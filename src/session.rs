use tracing::info;

use crate::evaluator;
use crate::models::{FarmSetup, ScenarioParams, ScenarioSummary};

/// Form state plus the last computed result.
///
/// Editing the setup or the scenario never recomputes; only [`Session::run`]
/// does.
#[derive(Debug, Default)]
pub struct Session {
    setup: Option<FarmSetup>,
    params: Option<ScenarioParams>,
    result: Option<ScenarioSummary>,
}

impl Session {
    pub fn new() -> Self {
        Self::default()
    }

    pub fn update_setup(&mut self, setup: FarmSetup) {
        self.setup = Some(setup);
    }

    pub fn update_params(&mut self, params: ScenarioParams) {
        self.params = Some(params);
    }

    /// Adopts `params` when given, then recomputes the summary.
    pub fn run(&mut self, params: Option<ScenarioParams>) -> &ScenarioSummary {
        if let Some(params) = params {
            self.params = Some(params);
        }
        let summary = evaluator::evaluate(self.setup.as_ref(), self.params.as_ref());
        info!(
            first_failure = %summary.first_failure,
            water = %summary.water_hours,
            power = %summary.power_hours,
            recs = summary.recs.len(),
            "simulation run"
        );
        self.result.insert(summary)
    }

    /// Latest result, or the unset summary before the first run.
    pub fn summary(&self) -> ScenarioSummary {
        self.result.clone().unwrap_or_else(ScenarioSummary::unset)
    }
}
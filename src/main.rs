use std::path::PathBuf;

use anyhow::Context;
use chrono::Utc;
use clap::{Args, Parser, Subcommand, ValueEnum};
use tracing::info;

mod config;
mod error;
mod evaluator;
mod models;
mod report;
mod session;

use config::{FarmFile, LabeledScenario};
use models::{FarmSetup, FarmType, Region, ScenarioParams, ScenarioSummary};
use session::Session;

#[derive(Parser)]
#[command(name = "aquashield")]
#[command(
    about = "Wildfire-resilient farm simulator: water and power autonomy under fire scenarios",
    long_about = None
)]
struct Cli {
    #[command(subcommand)]
    command: Commands,
}

#[derive(Subcommand)]
enum Commands {
    /// Evaluate one scenario against a farm setup
    Evaluate {
        #[command(flatten)]
        farm: FarmArgs,
        #[command(flatten)]
        scenario: ScenarioArgs,
        #[arg(long, value_enum, default_value_t = OutputFormat::Text)]
        format: OutputFormat,
    },
    /// Evaluate every scenario in a CSV file against one farm setup
    Batch {
        #[command(flatten)]
        farm: FarmArgs,
        #[arg(long)]
        csv: PathBuf,
    },
    /// Write a markdown report
    Report {
        #[command(flatten)]
        farm: FarmArgs,
        #[command(flatten)]
        scenario: ScenarioArgs,
        /// Scenario batch to report on instead of a single scenario
        #[arg(long)]
        csv: Option<PathBuf>,
        #[arg(long, default_value = "report.md")]
        out: PathBuf,
    },
    /// Print a farm file populated with default values
    Defaults,
}

#[derive(Clone, Copy, ValueEnum)]
enum OutputFormat {
    Text,
    Json,
    Markdown,
}

/// Farm setup flags; each one overrides the farm file.
#[derive(Args)]
struct FarmArgs {
    /// TOML farm file with [setup] and [scenario] tables
    #[arg(long)]
    farm: Option<PathBuf>,
    #[arg(long)]
    name: Option<String>,
    #[arg(long)]
    region: Option<Region>,
    #[arg(long)]
    farm_type: Option<FarmType>,
    #[arg(long)]
    tanks: Option<u32>,
    /// Gallons per tank
    #[arg(long)]
    tank_size: Option<f64>,
    #[arg(long)]
    pumps: Option<u32>,
    #[arg(long)]
    solar_kw: Option<f64>,
}

#[derive(Args)]
struct ScenarioArgs {
    /// 1 mild, 2 severe, 3 extreme
    #[arg(long)]
    fire_intensity: Option<i64>,
    #[arg(long)]
    outage_hours: Option<f64>,
    /// Fraction of pump flow diverted away from irrigation, 0 to 1
    #[arg(long)]
    diversion: Option<f64>,
    /// High wind; `--wind false` clears a value from the farm file
    #[arg(long, num_args = 0..=1, default_missing_value = "true")]
    wind: Option<bool>,
    /// Rain event; `--rain false` clears a value from the farm file
    #[arg(long, num_args = 0..=1, default_missing_value = "true")]
    rain: Option<bool>,
}

impl FarmArgs {
    fn load(&self) -> anyhow::Result<FarmFile> {
        let mut file = match &self.farm {
            Some(path) => FarmFile::load(path)?,
            None => FarmFile::default(),
        };

        let setup = &mut file.setup;
        if let Some(name) = &self.name {
            setup.name = name.clone();
        }
        if let Some(region) = self.region {
            setup.region = region;
        }
        if let Some(farm_type) = self.farm_type {
            setup.farm_type = farm_type;
        }
        if let Some(tanks) = self.tanks {
            setup.tanks = tanks;
        }
        if let Some(tank_size) = self.tank_size {
            setup.tank_size = tank_size;
        }
        if let Some(pumps) = self.pumps {
            setup.pumps = pumps;
        }
        if let Some(solar_kw) = self.solar_kw {
            setup.solar_kw = solar_kw;
        }
        file.setup = config::sanitize_setup(file.setup)?;
        Ok(file)
    }
}

impl ScenarioArgs {
    fn apply(&self, base: ScenarioParams) -> anyhow::Result<ScenarioParams> {
        let mut params = base;
        if let Some(level) = self.fire_intensity {
            params.fire_intensity = config::clamp_fire_intensity(level);
        }
        if let Some(outage_hours) = self.outage_hours {
            params.outage_hours = outage_hours;
        }
        if let Some(diversion) = self.diversion {
            params.diversion = diversion;
        }
        if let Some(wind) = self.wind {
            params.wind = wind;
        }
        if let Some(rain) = self.rain {
            params.rain = rain;
        }
        Ok(config::sanitize_params(params)?)
    }
}

/// Runs one scenario through a fresh session, as a single press of "run".
fn simulate(setup: &FarmSetup, params: &ScenarioParams) -> ScenarioSummary {
    let mut session = Session::new();
    session.update_setup(setup.clone());
    session.update_params(params.clone());
    session.run(None);
    session.summary()
}

fn main() -> anyhow::Result<()> {
    tracing_subscriber::fmt()
        .with_env_filter(
            tracing_subscriber::EnvFilter::try_from_default_env()
                .unwrap_or_else(|_| tracing_subscriber::EnvFilter::new("warn")),
        )
        .with_writer(std::io::stderr)
        .init();

    let cli = Cli::parse();

    match cli.command {
        Commands::Evaluate {
            farm,
            scenario,
            format,
        } => {
            let file = farm.load()?;
            let params = scenario.apply(file.scenario.clone())?;
            let setup = &file.setup;
            let summary = simulate(setup, &params);

            match format {
                OutputFormat::Text => {
                    println!("Farm layout: {}", report::layout_line(setup));
                    print!("{}", report::layout_grid());
                    println!("Scenario: {}", report::scenario_line(&params));
                    println!();
                    print!("{}", report::render_text(&summary));
                }
                OutputFormat::Json => {
                    println!("{}", report::render_json(setup, &params)?);
                }
                OutputFormat::Markdown => {
                    let scenarios = vec![LabeledScenario {
                        label: "Scenario".to_string(),
                        params,
                    }];
                    print!(
                        "{}",
                        report::build_report(setup, &scenarios, Utc::now().date_naive())
                    );
                }
            }
        }
        Commands::Batch { farm, csv } => {
            let file = farm.load()?;
            let scenarios = config::load_scenarios(&csv)
                .with_context(|| format!("failed to load scenarios from {}", csv.display()))?;

            if scenarios.is_empty() {
                println!("No scenarios found in {}.", csv.display());
                return Ok(());
            }

            println!("Farm layout: {}", report::layout_line(&file.setup));
            for scenario in scenarios.iter() {
                let summary = evaluator::evaluate(Some(&file.setup), Some(&scenario.params));
                println!(
                    "- {}: first failure {}, water {}, power {}{}",
                    scenario.label,
                    summary.first_failure,
                    summary.water_hours,
                    summary.power_hours,
                    if summary.risk_note.is_empty() {
                        String::new()
                    } else {
                        format!(" ({})", summary.risk_note)
                    }
                );
            }
        }
        Commands::Report {
            farm,
            scenario,
            csv,
            out,
        } => {
            let file = farm.load()?;
            let scenarios = match csv {
                Some(path) => config::load_scenarios(&path).with_context(|| {
                    format!("failed to load scenarios from {}", path.display())
                })?,
                None => vec![LabeledScenario {
                    label: "Scenario".to_string(),
                    params: scenario.apply(file.scenario.clone())?,
                }],
            };
            let report = report::build_report(&file.setup, &scenarios, Utc::now().date_naive());
            std::fs::write(&out, report)
                .with_context(|| format!("failed to write {}", out.display()))?;
            info!(scenarios = scenarios.len(), "report written");
            println!("Report written to {}.", out.display());
        }
        Commands::Defaults => {
            print!("{}", FarmFile::default().to_toml()?);
        }
    }

    Ok(())
}
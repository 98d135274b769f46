use std::path::PathBuf;

use thiserror::Error;

/// Problems with farm or scenario input gathered from files and flags.
#[derive(Error, Debug)]
pub enum InputError {
    #[error("{field} must be a finite number, got {value}")]
    NonFinite { field: &'static str, value: f64 },

    #[error("fire intensity must be 1 (mild), 2 (severe) or 3 (extreme), got {0}")]
    FireIntensity(i64),

    #[error("unknown {field} '{value}'")]
    UnknownLabel { field: &'static str, value: String },

    #[error("failed to read {}", path.display())]
    Read {
        path: PathBuf,
        #[source]
        source: std::io::Error,
    },

    #[error("invalid farm file: {0}")]
    Toml(#[from] toml::de::Error),

    #[error("invalid scenario CSV: {0}")]
    Csv(#[from] csv::Error),
}
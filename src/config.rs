use std::path::Path;

use serde::{Deserialize, Serialize};
use tracing::{debug, warn};

use crate::error::InputError;
use crate::models::{FarmSetup, FireIntensity, ScenarioParams};

pub const MAX_TANKS: u32 = 10;
pub const MAX_PUMPS: u32 = 10;
pub const MAX_OUTAGE_HOURS: f64 = 24.0;

/// A farm file: optional `[setup]` and `[scenario]` tables, each field
/// defaulted when absent.
#[derive(Debug, Clone, Default, PartialEq, Serialize, Deserialize)]
#[serde(default)]
pub struct FarmFile {
    pub setup: FarmSetup,
    pub scenario: ScenarioParams,
}

impl FarmFile {
    pub fn load(path: &Path) -> Result<Self, InputError> {
        let raw = std::fs::read_to_string(path).map_err(|source| InputError::Read {
            path: path.to_path_buf(),
            source,
        })?;
        let file: FarmFile = toml::from_str(&raw)?;
        debug!(path = %path.display(), "loaded farm file");
        Ok(FarmFile {
            setup: sanitize_setup(file.setup)?,
            scenario: sanitize_params(file.scenario)?,
        })
    }

    pub fn to_toml(&self) -> anyhow::Result<String> {
        Ok(toml::to_string_pretty(self)?)
    }
}

/// One row of a scenario batch.
#[derive(Debug, Clone, PartialEq)]
pub struct LabeledScenario {
    pub label: String,
    pub params: ScenarioParams,
}

pub fn load_scenarios(csv_path: &Path) -> Result<Vec<LabeledScenario>, InputError> {
    #[derive(Deserialize)]
    struct CsvRow {
        label: String,
        fire_intensity: Option<i64>,
        outage_hours: Option<f64>,
        diversion: Option<f64>,
        wind: Option<bool>,
        rain: Option<bool>,
    }

    let mut reader = csv::ReaderBuilder::new()
        .trim(csv::Trim::All)
        .from_path(csv_path)?;
    let defaults = ScenarioParams::default();
    let mut scenarios = Vec::new();

    for result in reader.deserialize::<CsvRow>() {
        let row = result?;
        let fire_intensity = match row.fire_intensity {
            Some(level) => clamp_fire_intensity(level),
            None => defaults.fire_intensity,
        };
        let params = sanitize_params(ScenarioParams {
            fire_intensity,
            outage_hours: row.outage_hours.unwrap_or(defaults.outage_hours),
            diversion: row.diversion.unwrap_or(defaults.diversion),
            wind: row.wind.unwrap_or(defaults.wind),
            rain: row.rain.unwrap_or(defaults.rain),
        })?;

        scenarios.push(LabeledScenario {
            label: row.label,
            params,
        });
    }

    debug!(path = %csv_path.display(), count = scenarios.len(), "loaded scenario batch");
    Ok(scenarios)
}

/// Rejects non-finite numbers and clamps the rest into the ranges the input
/// form allows.
pub fn sanitize_setup(setup: FarmSetup) -> Result<FarmSetup, InputError> {
    let tank_size = non_negative("tank size", finite("tank size", setup.tank_size)?);
    let solar_kw = non_negative("solar kW", finite("solar kW", setup.solar_kw)?);
    Ok(FarmSetup {
        tanks: clamp_count("tanks", setup.tanks, MAX_TANKS),
        pumps: clamp_count("pumps", setup.pumps, MAX_PUMPS),
        tank_size,
        solar_kw,
        ..setup
    })
}

pub fn sanitize_params(params: ScenarioParams) -> Result<ScenarioParams, InputError> {
    let outage_hours = clamp_range(
        "outage hours",
        finite("outage hours", params.outage_hours)?,
        0.0,
        MAX_OUTAGE_HOURS,
    );
    let diversion = clamp_range("diversion", finite("diversion", params.diversion)?, 0.0, 1.0);
    Ok(ScenarioParams {
        outage_hours,
        diversion,
        ..params
    })
}

pub fn clamp_fire_intensity(level: i64) -> FireIntensity {
    let intensity = FireIntensity::from_level_clamped(level);
    if i64::from(intensity.level()) != level {
        warn!(level, clamped = intensity.level(), "fire intensity out of range");
    }
    intensity
}

fn finite(field: &'static str, value: f64) -> Result<f64, InputError> {
    if value.is_finite() {
        Ok(value)
    } else {
        Err(InputError::NonFinite { field, value })
    }
}

fn non_negative(field: &'static str, value: f64) -> f64 {
    if value < 0.0 {
        warn!(field, value, "negative value clamped to 0");
        0.0
    } else {
        value
    }
}

fn clamp_count(field: &'static str, value: u32, max: u32) -> u32 {
    if value > max {
        warn!(field, value, max, "count clamped");
        max
    } else {
        value
    }
}

fn clamp_range(field: &'static str, value: f64, min: f64, max: f64) -> f64 {
    let clamped = value.clamp(min, max);
    if clamped != value {
        warn!(field, value, clamped, "value clamped into range");
    }
    clamped
}
//! Rendering module for converting documents to output formats.

mod json;
mod options;
mod text;

pub use json::{to_json, JsonFormat};
pub use options::{InputEncoding, RenderOptions, DEFAULT_ENCODING, GUESS_LABEL};
pub use text::{to_text, to_utf8};
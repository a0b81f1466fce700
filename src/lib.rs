//! # unrtf
//!
//! Plain text extraction from Rich Text Format documents.
//!
//! RTF is parsed into a tree of [`Node`]s: groups, control words, characters
//! and merged text runs. Flattening the tree drops formatting, hides
//! destination groups such as font and color tables, and turns `\par` into
//! line breaks. The resulting bytes are in the document's codepage and can
//! be converted to any charset known to `encoding_rs`.
//!
//! ## Quick Start
//!
//! ```no_run
//! use unrtf::{parse_file, render};
//!
//! fn main() -> unrtf::Result<()> {
//!     let doc = parse_file("letter.rtf")?;
//!
//!     println!("codepage: {:?}", doc.detect_encoding());
//!
//!     let options = render::RenderOptions::default();
//!     let text = render::to_utf8(&doc, &options)?;
//!     println!("{}", text);
//!
//!     Ok(())
//! }
//! ```

pub mod detect;
pub mod encoding;
pub mod error;
pub mod model;
pub mod parser;
pub mod render;

// Re-export commonly used types
pub use detect::{detect_format_from_bytes, detect_format_from_path, is_rtf, RtfFormat};
pub use error::{Error, Result};
pub use model::{Document, Node};
pub use parser::{RtfParser, Scanner, MAX_GROUP_DEPTH};
pub use render::{InputEncoding, JsonFormat, RenderOptions};

use std::io::Read;
use std::path::Path;

/// Parse RTF bytes into a document.
///
/// Fails with [`Error::InvalidArgument`] on empty input and with
/// [`Error::Parse`] when the input ends inside an escape.
///
/// # Example
///
/// ```
/// let doc = unrtf::parse_bytes(b"{\\rtf1 Hello\\par World}").unwrap();
/// assert_eq!(doc.flatten_to_bytes(), b"Hello\nWorld");
/// ```
pub fn parse_bytes(data: &[u8]) -> Result<Document> {
    RtfParser::new(data)?.parse()
}

/// Parse an RTF file.
///
/// # Example
///
/// ```no_run
/// let doc = unrtf::parse_file("letter.rtf").unwrap();
/// println!("{} nodes", doc.node_count());
/// ```
pub fn parse_file<P: AsRef<Path>>(path: P) -> Result<Document> {
    let data = std::fs::read(path)?;
    parse_bytes(&data)
}

/// Parse RTF from a reader.
pub fn parse_reader<R: Read>(mut reader: R) -> Result<Document> {
    let mut data = Vec::new();
    reader.read_to_end(&mut data)?;
    parse_bytes(&data)
}

/// Extract text from an RTF file as UTF-8, guessing the input codepage.
///
/// # Example
///
/// ```no_run
/// let text = unrtf::extract_text("letter.rtf").unwrap();
/// println!("{}", text);
/// ```
pub fn extract_text<P: AsRef<Path>>(path: P) -> Result<String> {
    let bytes = extract_text_with_options(path, &RenderOptions::default())?;
    Ok(String::from_utf8_lossy(&bytes).into_owned())
}

/// Extract text from an RTF file in the configured output charset.
///
/// An empty file yields empty output instead of an error.
pub fn extract_text_with_options<P: AsRef<Path>>(
    path: P,
    options: &RenderOptions,
) -> Result<Vec<u8>> {
    Unrtf::from_options(options.clone()).extract_file(path)
}

/// Builder for parsing and converting RTF documents.
///
/// # Example
///
/// ```no_run
/// use unrtf::Unrtf;
///
/// let text = Unrtf::new()
///     .with_input_encoding("cp932")?
///     .with_output_encoding("utf-8")
///     .parse("letter.rtf")?
///     .to_text()?;
/// # Ok::<(), unrtf::Error>(())
/// ```
#[derive(Debug, Clone, Default)]
pub struct Unrtf {
    render_options: RenderOptions,
}

impl Unrtf {
    /// Create a new Unrtf builder.
    pub fn new() -> Self {
        Self::default()
    }

    /// Create a builder from existing render options.
    pub fn from_options(render_options: RenderOptions) -> Self {
        Self { render_options }
    }

    /// Set the input charset label; `guess` reads it from the document.
    pub fn with_input_encoding(mut self, label: &str) -> Result<Self> {
        self.render_options = self.render_options.with_input_encoding(label.parse()?);
        Ok(self)
    }

    /// Set the output charset label.
    pub fn with_output_encoding(mut self, label: impl Into<String>) -> Self {
        self.render_options = self.render_options.with_output_encoding(label);
        self
    }

    /// Parse an RTF file and return a result wrapper.
    pub fn parse<P: AsRef<Path>>(self, path: P) -> Result<UnrtfResult> {
        let document = parse_file(path)?;
        Ok(UnrtfResult {
            document,
            render_options: self.render_options,
        })
    }

    /// Parse RTF bytes.
    pub fn parse_bytes(self, data: &[u8]) -> Result<UnrtfResult> {
        let document = parse_bytes(data)?;
        Ok(UnrtfResult {
            document,
            render_options: self.render_options,
        })
    }

    /// Read a file and render its text; empty files render as nothing.
    pub fn extract_file<P: AsRef<Path>>(self, path: P) -> Result<Vec<u8>> {
        let data = std::fs::read(path)?;
        self.extract_bytes(&data)
    }

    /// Render the text of RTF bytes; empty input renders as nothing.
    pub fn extract_bytes(self, data: &[u8]) -> Result<Vec<u8>> {
        if data.is_empty() {
            log::debug!("empty input, nothing to extract");
            return Ok(Vec::new());
        }
        self.parse_bytes(data)?.to_text()
    }
}

/// Result of parsing an RTF document.
pub struct UnrtfResult {
    /// The parsed document
    pub document: Document,
    /// Render options to use
    render_options: RenderOptions,
}

impl UnrtfResult {
    /// Convert to text in the configured output charset.
    pub fn to_text(&self) -> Result<Vec<u8>> {
        render::to_text(&self.document, &self.render_options)
    }

    /// Convert to a UTF-8 string, ignoring the configured output charset.
    pub fn to_utf8(&self) -> Result<String> {
        render::to_utf8(&self.document, &self.render_options)
    }

    /// Convert the node tree to JSON.
    pub fn to_json(&self, format: JsonFormat) -> Result<String> {
        render::to_json(&self.document, format)
    }

    /// Codepage declared by the document, if any.
    pub fn detected_encoding(&self) -> Option<String> {
        self.document.detect_encoding()
    }

    /// Raw text without charset conversion.
    pub fn raw_text(&self) -> Vec<u8> {
        self.document.flatten_to_bytes()
    }

    /// Get the document.
    pub fn document(&self) -> &Document {
        &self.document
    }
}
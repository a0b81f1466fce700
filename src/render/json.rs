//! JSON rendering of the RTF node tree.

use crate::error::{Error, Result};
use crate::model::Document;

/// JSON output format.
#[derive(Debug, Clone, Copy, PartialEq, Eq, Default)]
pub enum JsonFormat {
    /// Pretty-printed JSON with indentation
    #[default]
    Pretty,
    /// Compact JSON without extra whitespace
    Compact,
}

/// Convert a document's node tree to JSON.
pub fn to_json(doc: &Document, format: JsonFormat) -> Result<String> {
    let result = match format {
        JsonFormat::Pretty => serde_json::to_string_pretty(doc),
        JsonFormat::Compact => serde_json::to_string(doc),
    };

    result.map_err(|e| Error::Render(format!("JSON serialization error: {}", e)))
}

YOUR ASSIGNMENT: Using the data above, tally each line that contains "println". Write only the total.

REPLY TO THE EXERCISE: 12